Bebê reborn: mulheres cuidam de bonecas realistas como se fossem de verdade

Você desembolsaria até R$ 12 mil por um boneco? O número de adultos que investem em como fazer bebe reborn é cada vez maior. Conheça a história de algumas dessas pessoas e veja a opinião dos especialistas sobre a mania.

Há cerca de seis meses, fui apresentada para um grupo de mães no Facebook, entre tantos de que já faço parte. Esse contava com 25 mil membros e se chamava Mamães e Futuras Mamães Reborn. Seria mais um, como outro qualquer, não fosse a palavra reborn (renascido) em seu título. Isso significa que, no caso, os filhos dessas mães não são bebês de verdade, mas bonecos hiper-realistas, aqueles que nos fazem confundir com crianças. Já houve casos, inclusive, de policiais nos Estados Unidos que quebraram vidros de carros acreditando ser mesmo um bebê sozinho ali. Eu sabia da existência dessas bonecas, mas não imaginava que eram um fenômeno mundial — no Facebook, as páginas de reborn chegam a quase meio milhão de seguidores em países como México, Reino Unido e Canadá. No Brasil são 1,3 milhão — e que milhares de mulheres no mundo (mães, solteiras, casadas e até avós) levavam essa brincadeira da infância tão a sério.
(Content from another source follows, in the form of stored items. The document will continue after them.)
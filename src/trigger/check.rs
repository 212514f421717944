// Copyright 2026, Jeroen van Erp <jeroen@geeko.me>
// SPDX-License-Identifier: Apache-2.0
use super::BuildTrigger;
use crate::concourse::Version;
use crate::error::Result;
use tracing::{debug, info, instrument};

impl BuildTrigger {
    /// Report the image's latest build if it is ready and differs from `previous`.
    ///
    /// Only the newest version is reported. Builds that completed between two
    /// checks are never surfaced individually.
    #[instrument(skip(self), fields(image = %self.image_name))]
    pub async fn check(&self, previous: Option<&Version>) -> Result<Vec<Version>> {
        let image = self.get_image().await?;

        let latest = image.latest_image();
        let unchanged = latest.is_empty() || previous.is_some_and(|v| v.reference == latest);

        if image.is_ready() && !unchanged {
            info!("New version {} from build {}", latest, image.latest_build_ref());
            return Ok(vec![Version::new(latest, image.latest_build_ref())]);
        }

        debug!(
            "No new version (ready={}, latest={})",
            image.is_ready(),
            latest
        );
        Ok(Vec::new())
    }
}
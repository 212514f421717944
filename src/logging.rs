// Copyright 2026, Jeroen van Erp <jeroen@geeko.me>
// SPDX-License-Identifier: Apache-2.0
use tracing_subscriber::EnvFilter;

const DEFAULT_LEVEL: &str = "info";

/// Initialize tracing on stderr; stdout carries the protocol response.
/// `RUST_LOG` wins over the level configured in the resource source.
pub fn init(level: Option<&str>) {
    let level = match level {
        Some("silent") => "off",
        Some(level) => level,
        None => DEFAULT_LEVEL,
    };
    let filter = EnvFilter::try_from_default_env().unwrap_or_else(|_| EnvFilter::new(level));

    tracing_subscriber::fmt()
        .with_env_filter(filter)
        .with_writer(std::io::stderr)
        .with_target(false)
        .without_time()
        .init();
}
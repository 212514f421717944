// Copyright 2026, Jeroen van Erp <jeroen@geeko.me>
// SPDX-License-Identifier: Apache-2.0
use anyhow::{Context, Result};
use std::env;
use std::io;
use std::path::PathBuf;
use tracing::debug;

use kpack_resource::concourse::{self, InRequest};
use kpack_resource::kubernetes::create_client;
use kpack_resource::logging;
use kpack_resource::trigger::BuildTrigger;

#[tokio::main]
async fn main() -> Result<()> {
    let output_dir: PathBuf = env::args_os()
        .nth(1)
        .context("usage: in <output directory>")?
        .into();

    let request = InRequest::read(io::stdin().lock()).context("Failed to read in request")?;
    logging::init(request.source.log_level.as_deref());
    debug!("In request: {:?}", request);

    let client = create_client(&request.source.kubeconfig).await?;
    let trigger = BuildTrigger::from_source(client, &request.source);

    let response = trigger.fetch(&output_dir, &request.version).await?;

    concourse::write_response(io::stdout().lock(), &response)?;
    Ok(())
}
// Copyright 2026, Jeroen van Erp <jeroen@geeko.me>
// SPDX-License-Identifier: Apache-2.0
use crate::concourse::{Metadata, MetadataField};
use crate::constants::metadata;
use serde::{Deserialize, Serialize};
use serde_json::Value;
use std::collections::BTreeMap;

/// Source block shared by Image and Build specs
#[derive(Serialize, Deserialize, Clone, Debug, Default, schemars::JsonSchema)]
#[serde(rename_all = "camelCase")]
pub struct SourceConfig {
    #[serde(skip_serializing_if = "Option::is_none")]
    pub git: Option<Git>,
    #[serde(flatten)]
    pub extra: BTreeMap<String, Value>,
}

#[derive(Serialize, Deserialize, Clone, Debug, Default, schemars::JsonSchema)]
pub struct Git {
    #[serde(default)]
    pub url: String,
    #[serde(default)]
    pub revision: String,
}

/// Metadata shown in the Concourse UI. Images built from a blob or registry
/// source have no git block and report empty values.
pub fn git_metadata(git: Option<&Git>) -> Metadata {
    let (url, revision) = git
        .map(|g| (g.url.clone(), g.revision.clone()))
        .unwrap_or_default();

    vec![
        MetadataField::new(metadata::GIT_URL, url),
        MetadataField::new(metadata::GIT_REVISION, revision),
    ]
}

#[cfg(test)]
mod tests {
    use super::*;

    #[test]
    fn test_git_metadata() {
        let git = Git {
            url: "https://github.com/example/app".to_string(),
            revision: "abc123".to_string(),
        };

        assert_eq!(
            git_metadata(Some(&git)),
            vec![
                MetadataField::new("gitUrl", "https://github.com/example/app"),
                MetadataField::new("gitRevision", "abc123"),
            ]
        );
    }

    #[test]
    fn test_git_metadata_without_git_source() {
        let metadata = git_metadata(None);

        assert_eq!(metadata.len(), 2);
        assert!(metadata.iter().all(|m| m.value.is_empty()));
    }
}
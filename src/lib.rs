// Copyright 2026, Jeroen van Erp <jeroen@geeko.me>
// SPDX-License-Identifier: Apache-2.0
pub mod concourse;
pub mod config;
pub mod constants;
pub mod error;
pub mod kubernetes;
pub mod logging;
pub mod trigger;
pub mod types;

#[cfg(test)]
mod test_utils;
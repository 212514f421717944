// Copyright 2026, Jeroen van Erp <jeroen@geeko.me>
// SPDX-License-Identifier: Apache-2.0

//! Check, fetch and push operations against a single kpack Image.

mod check;
mod fetch;
mod push;

use crate::config::Source;
use crate::error::Result;
use crate::types::{Build, Image};
use k8s_openapi::api::core::v1::Pod;
use kube::{Api, Client};
use tracing::error;

/// Handle on one kpack Image and the Builds and pods kpack creates for it.
/// Built once per process from an already connected client.
pub struct BuildTrigger {
    images: Api<Image>,
    builds: Api<Build>,
    pods: Api<Pod>,
    image_name: String,
}

impl BuildTrigger {
    pub fn new(client: Client, namespace: &str, image_name: &str) -> Self {
        Self {
            images: Api::namespaced(client.clone(), namespace),
            builds: Api::namespaced(client.clone(), namespace),
            pods: Api::namespaced(client, namespace),
            image_name: image_name.to_string(),
        }
    }

    pub fn from_source(client: Client, source: &Source) -> Self {
        Self::new(client, &source.namespace, &source.image)
    }

    async fn get_image(&self) -> Result<Image> {
        self.images.get(&self.image_name).await.map_err(|e| {
            error!("Failed to get image {}: {}", self.image_name, e);
            e.into()
        })
    }
}
// Copyright 2026, Jeroen van Erp <jeroen@geeko.me>
// SPDX-License-Identifier: Apache-2.0
use anyhow::{Context, Result};
use std::env;
use std::io;
use std::path::PathBuf;
use tokio::signal::unix::{signal, SignalKind};
use tokio_util::sync::CancellationToken;
use tracing::{debug, info, warn};

use kpack_resource::concourse::{self, OutRequest};
use kpack_resource::kubernetes::create_client;
use kpack_resource::logging;
use kpack_resource::trigger::BuildTrigger;

#[tokio::main]
async fn main() -> Result<()> {
    let input_dir: PathBuf = env::args_os()
        .nth(1)
        .context("usage: out <input directory>")?
        .into();

    let request = OutRequest::read(io::stdin().lock()).context("Failed to read out request")?;
    logging::init(request.source.log_level.as_deref());
    debug!("Out request: {:?}", request);

    let client = create_client(&request.source.kubeconfig).await?;
    let trigger = BuildTrigger::from_source(client, &request.source);

    let cancel = CancellationToken::new();
    tokio::spawn(cancel_on_signal(cancel.clone()));

    let response = trigger
        .push(&input_dir, &request.params.push_options(), cancel)
        .await?;

    concourse::write_response(io::stdout().lock(), &response)?;
    Ok(())
}

/// Cancel the push when Concourse aborts the step
async fn cancel_on_signal(cancel: CancellationToken) {
    let mut terminate = match signal(SignalKind::terminate()) {
        Ok(s) => s,
        Err(e) => {
            warn!("Failed to install SIGTERM handler: {}", e);
            return;
        }
    };

    tokio::select! {
        _ = tokio::signal::ctrl_c() => {}
        _ = terminate.recv() => {}
    }

    info!("Received shutdown signal, cancelling");
    cancel.cancel();
}
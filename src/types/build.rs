// Copyright 2026, Jeroen van Erp <jeroen@geeko.me>
// SPDX-License-Identifier: Apache-2.0
use crate::types::source::{Git, SourceConfig};
use kube::CustomResource;
use serde::{Deserialize, Serialize};
use serde_json::Value;
use std::collections::BTreeMap;

/// kpack Build, read-only here
#[derive(CustomResource, Serialize, Deserialize, Clone, Debug, schemars::JsonSchema)]
#[kube(group = "build.pivotal.io", version = "v1alpha1", kind = "Build")]
#[kube(namespaced)]
#[serde(rename_all = "camelCase")]
pub struct BuildSpec {
    #[serde(skip_serializing_if = "Option::is_none")]
    pub source: Option<SourceConfig>,
    #[serde(flatten)]
    pub extra: BTreeMap<String, Value>,
}

impl Build {
    pub fn git(&self) -> Option<&Git> {
        self.spec.source.as_ref().and_then(|s| s.git.as_ref())
    }
}
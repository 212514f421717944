// Copyright 2026, Jeroen van Erp <jeroen@geeko.me>
// SPDX-License-Identifier: Apache-2.0
use thiserror::Error;

#[derive(Error, Debug)]
pub enum ResourceError {
    #[error("Kubernetes API error: {0}")]
    KubeError(#[from] kube::Error),

    #[error("Failed to load kubeconfig: {0}")]
    KubeconfigError(String),

    #[error("Invalid source configuration: {0}")]
    InvalidSource(String),

    #[error("Invalid version: {0}")]
    InvalidVersion(String),

    #[error("Serialization error: {0}")]
    SerializationError(#[from] serde_json::Error),

    #[error("I/O error: {0}")]
    IoError(#[from] std::io::Error),

    #[error("Image {0} kept changing, gave up after {1} update attempts")]
    UpdateConflict(String, u32),

    #[error("Build did not become ready within {0} seconds")]
    BuildTimeout(u64),

    #[error("Operation cancelled")]
    Cancelled,
}

pub type Result<T> = std::result::Result<T, ResourceError>;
Já membro do grupo, durante meses acompanhei a rotina dessas “mães reborn”, como elas se autointitulam, e percebi a maneira carinhosa como tratam as bonecas, como se fossem filhos e filhas.

Enquanto umas apresentam seus “bebês” penteados dando bom dia às seguidoras, outras solicitam informações sobre compra de roupa ou qual peça é a ideal para a “criança” passear. “Soninho da tarde da minha bebê. O que as suas filhas estão fazendo?”, “Tudo pronto para a sua espera, Helena” e  “Lukinha chegou da escolinha a todo vapor” são alguns dos posts com fotos das bonecas já compartilhados na rede social. E mais: vídeos de como trocar fralda, arrumar o guarda-roupa e a mala da maternidade também são experiências divididas. Tudo que faz parte de uma rotina normal de qualquer família, não fossem os filhos uma ficção.
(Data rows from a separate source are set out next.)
// Copyright 2026, Jeroen van Erp <jeroen@geeko.me>
// SPDX-License-Identifier: Apache-2.0
use crate::constants::TRIGGER_ENV_VAR;
use crate::types::source::{Git, SourceConfig};
use k8s_openapi::api::core::v1::EnvVar;
use kube::CustomResource;
use serde::{Deserialize, Serialize};
use serde_json::Value;
use std::collections::BTreeMap;

/// kpack Image. Only the fields this resource reads or writes are typed,
/// everything else is carried in `extra` so a replace does not drop it.
#[derive(CustomResource, Serialize, Deserialize, Clone, Debug, schemars::JsonSchema)]
#[kube(group = "build.pivotal.io", version = "v1alpha1", kind = "Image")]
#[kube(namespaced)]
#[kube(status = "ImageStatus")]
#[serde(rename_all = "camelCase")]
pub struct ImageSpec {
    #[serde(skip_serializing_if = "Option::is_none")]
    pub tag: Option<String>,
    #[serde(skip_serializing_if = "Option::is_none")]
    pub source: Option<SourceConfig>,
    #[serde(skip_serializing_if = "Option::is_none")]
    pub build: Option<ImageBuild>,
    #[serde(flatten)]
    pub extra: BTreeMap<String, Value>,
}

#[derive(Serialize, Deserialize, Clone, Debug, Default, schemars::JsonSchema)]
#[serde(rename_all = "camelCase")]
pub struct ImageBuild {
    #[serde(skip_serializing_if = "Option::is_none")]
    pub env: Option<Vec<EnvVar>>,
    #[serde(flatten)]
    pub extra: BTreeMap<String, Value>,
}

#[derive(Serialize, Deserialize, Clone, Debug, Default, schemars::JsonSchema)]
#[serde(rename_all = "camelCase")]
pub struct ImageStatus {
    #[serde(skip_serializing_if = "Option::is_none")]
    pub conditions: Option<Vec<Condition>>,
    #[serde(skip_serializing_if = "Option::is_none")]
    pub latest_image: Option<String>,
    #[serde(skip_serializing_if = "Option::is_none")]
    pub latest_build_ref: Option<String>,
    #[serde(skip_serializing_if = "Option::is_none")]
    pub build_counter: Option<i64>,
    #[serde(skip_serializing_if = "Option::is_none")]
    pub observed_generation: Option<i64>,
}

#[derive(Serialize, Deserialize, Clone, Debug, schemars::JsonSchema)]
#[serde(rename_all = "camelCase")]
pub struct Condition {
    #[serde(rename = "type")]
    pub condition_type: String,
    pub status: String,
    #[serde(skip_serializing_if = "Option::is_none")]
    pub reason: Option<String>,
    #[serde(skip_serializing_if = "Option::is_none")]
    pub message: Option<String>,
}

impl Image {
    /// The latest build finished successfully
    pub fn is_ready(&self) -> bool {
        self.status
            .as_ref()
            .and_then(|s| s.conditions.as_ref())
            .is_some_and(|conditions| {
                conditions
                    .iter()
                    .any(|c| c.condition_type == "Ready" && c.status == "True")
            })
    }

    pub fn latest_image(&self) -> &str {
        self.status
            .as_ref()
            .and_then(|s| s.latest_image.as_deref())
            .unwrap_or_default()
    }

    pub fn latest_build_ref(&self) -> &str {
        self.status
            .as_ref()
            .and_then(|s| s.latest_build_ref.as_deref())
            .unwrap_or_default()
    }

    /// Number kpack will give the next build it schedules for this image
    pub fn next_build_number(&self) -> i64 {
        self.status
            .as_ref()
            .and_then(|s| s.build_counter)
            .unwrap_or(0)
            + 1
    }

    pub fn git(&self) -> Option<&Git> {
        self.spec.source.as_ref().and_then(|s| s.git.as_ref())
    }

    /// Append the trigger env var; any change to the build env makes kpack schedule a build
    pub fn append_trigger_env(&mut self, value: String) {
        self.spec
            .build
            .get_or_insert_with(ImageBuild::default)
            .env
            .get_or_insert_with(Vec::new)
            .push(EnvVar {
                name: TRIGGER_ENV_VAR.to_string(),
                value: Some(value),
                value_from: None,
            });
    }
}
A paixão é tanta que “mães” e “pais” (sim, eles também são adeptos, apesar de minoria) não se importam de dispender um bom tempo nos cuidados com os bonecos e desembolsar uma boa quantia para comprá-los e mantê-los. Exatamente! Há reborn que custa entre R$ 1.200 e R$ 5 mil, mas o valor pode chegar até R$ 12 mil. Tudo depende do tipo de molde, realismo e trabalho da cegonha, artesã que pinta a pele, implanta os cabelos, cílios e dá o retoque realista a partir do molde cru, feito por escultoras de diversos países.
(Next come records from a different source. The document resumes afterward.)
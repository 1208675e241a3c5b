//! Default values example

use envloader::EnvLoad;

#[derive(Debug, Default, EnvLoad)]
struct Config {
    #[env = "LOG_LEVEL,default=info"]
    pub log_level: String,

    // Literals may contain '='
    #[env = "DSN,default=host=localhost port=5432"]
    pub dsn: String,

    #[env = "TIMEOUT_SECS,default=2.5"]
    pub timeout_secs: f64,

    // Empty default: the field is optional and stays empty
    #[env = "BANNER,optional,default="]
    pub banner: String,
}

fn main() -> anyhow::Result<()> {
    std::env::set_var("TIMEOUT_SECS", "30");

    let config = Config::from_env()?;
    println!("{:#?}", config);

    Ok(())
}
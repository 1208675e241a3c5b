//! Prefix example

use envloader::EnvLoad;

#[derive(Debug, Default, EnvLoad)]
#[env(prefix = "APP_")]
struct Config {
    // Reads APP_DATABASE_URL
    #[env = "DATABASE_URL"]
    pub database_url: String,

    // Reads APP_PORT
    #[env = "PORT,default=8080"]
    pub port: i32,
}

fn main() -> anyhow::Result<()> {
    std::env::set_var("APP_DATABASE_URL", "postgres://localhost/db");

    let config = Config::from_env()?;
    println!("Database URL: {}", config.database_url);
    println!("Port: {}", config.port);

    Ok(())
}
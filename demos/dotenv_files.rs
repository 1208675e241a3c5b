//! Dotenv seeding example

use envloader::{EnvLoad, Loader};
use std::io::Write;
use tempfile::NamedTempFile;

#[derive(Debug, Default, EnvLoad)]
struct Person {
    #[env = "first_name"]
    pub first_name: String,

    #[env = "last_name,optional,default=Bavarian"]
    pub last_name: String,
}

fn main() -> anyhow::Result<()> {
    let mut env_file = NamedTempFile::new()?;
    writeln!(env_file, "first_name=Bava")?;

    // Variables already in the process environment win over the file
    let mut person = Person::default();
    Loader::new().file(env_file.path()).load(&mut person)?;

    println!("Loaded {} {}", person.first_name, person.last_name);

    Ok(())
}
//! Remote secret example
//!
//! Uses an in-memory store; with the `aws` feature enabled, pass
//! `envloader::AwsSecretsManager::new()` instead.

use envloader::{BoxError, EnvLoad, Loader};
use tracing_subscriber::EnvFilter;

#[derive(Debug, Default, EnvLoad)]
struct Config {
    #[env = "api_key"]
    pub api_key: String,

    #[env = "db_password"]
    pub db_password: String,

    #[env = "db_host,default=localhost"]
    pub db_host: String,
}

fn fetch(secret_name: &str, region: &str) -> Result<String, BoxError> {
    println!("Fetching '{}' in '{}'", secret_name, region);
    Ok(r#"{"api_key":"from-secret","db_password":"hunter2"}"#.to_string())
}

fn main() -> anyhow::Result<()> {
    tracing_subscriber::fmt()
        .with_env_filter(EnvFilter::new("envloader=trace"))
        .init();

    std::env::set_var("SECRET_NAME", "prod/billing");
    std::env::set_var("REGION", "sa-east-1");
    // The secret wins over the environment
    std::env::set_var("api_key", "from-env");

    let mut config = Config::default();
    Loader::new().secret_store(fetch).load(&mut config)?;

    println!("API key: {}", config.api_key);
    println!("DB host: {}", config.db_host);

    Ok(())
}
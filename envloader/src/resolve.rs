//! Precedence between secret, environment and default values.

use crate::secrets::Secrets;
use crate::tag::BindingSpec;
use std::env;
use std::fmt;

/// Where a resolved value came from.
#[derive(Debug, Clone, Copy, PartialEq, Eq)]
pub enum Source {
    /// Non-empty value from the secrets mapping.
    Secret,
    /// Non-empty environment variable.
    Env,
    /// Declared `default=` literal, possibly empty.
    Default,
    /// Nothing matched; the value is empty.
    Unset,
}

impl Source {
    /// Lowercase name used in logs.
    pub fn as_str(&self) -> &'static str {
        match self {
            Source::Secret => "secret",
            Source::Env => "env",
            Source::Default => "default",
            Source::Unset => "unset",
        }
    }
}

impl fmt::Display for Source {
    fn fmt(&self, f: &mut fmt::Formatter<'_>) -> fmt::Result {
        f.write_str(self.as_str())
    }
}

/// Raw value chosen for one field, before coercion.
#[derive(Debug, Clone, PartialEq, Eq)]
pub struct Resolved {
    /// Raw string to coerce.
    pub value: String,
    /// Which source won.
    pub source: Source,
}

impl Resolved {
    /// Whether the chosen raw string is empty.
    pub fn is_empty(&self) -> bool {
        self.value.is_empty()
    }
}

/// Pick the winning value: a non-empty secret, then a non-empty environment
/// value, then the declared default (even if empty), then nothing.
pub fn choose(secret: Option<&str>, env: Option<&str>, default: Option<&str>) -> Resolved {
    let (value, source) = match (secret, env, default) {
        (Some(s), _, _) if !s.is_empty() => (s, Source::Secret),
        (_, Some(e), _) if !e.is_empty() => (e, Source::Env),
        (_, _, Some(d)) => (d, Source::Default),
        _ => ("", Source::Unset),
    };
    Resolved {
        value: value.to_string(),
        source,
    }
}

/// Resolve one field against the process environment and the secrets mapping.
pub fn resolve(spec: &BindingSpec, secrets: Option<&Secrets>) -> Resolved {
    let env_value = match env::var(&spec.key) {
        Ok(value) => Some(value),
        Err(env::VarError::NotPresent) => None,
        Err(env::VarError::NotUnicode(_)) => {
            tracing::warn!(key = %spec.key, "ignoring non-unicode environment value");
            None
        }
    };
    let secret_value = secrets.and_then(|s| s.get(&spec.key));

    choose(secret_value, env_value.as_deref(), spec.default.as_deref())
}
Vale lembrar que, geralmente, as mulheres não se satisfazem apenas com um reborn. “A maioria que conheço tem mais de um. É que toda hora aparece um molde novo e a gente fica louca para comprar”, revela a auxiliar administrativa Alessandra Gonçalves (que não quis revelar a idade), criadora da comunidade Mamães e Futuras Mamães Reborn. Ela tem oito bonecas, todas com nomes e enxoval próprio. Alessandra já gastou o equivalente a um carro popular zero-quilômetro com elas e tem um custo mensal de cerca de R$ 500. “Além da aquisição dos reborn, tem a compra da fralda, das roupas e dos acessórios. Tenho um quarto só para elas e tudo que um recém-nascido necessita, desde sling até cadeirinha de balanço”, diz.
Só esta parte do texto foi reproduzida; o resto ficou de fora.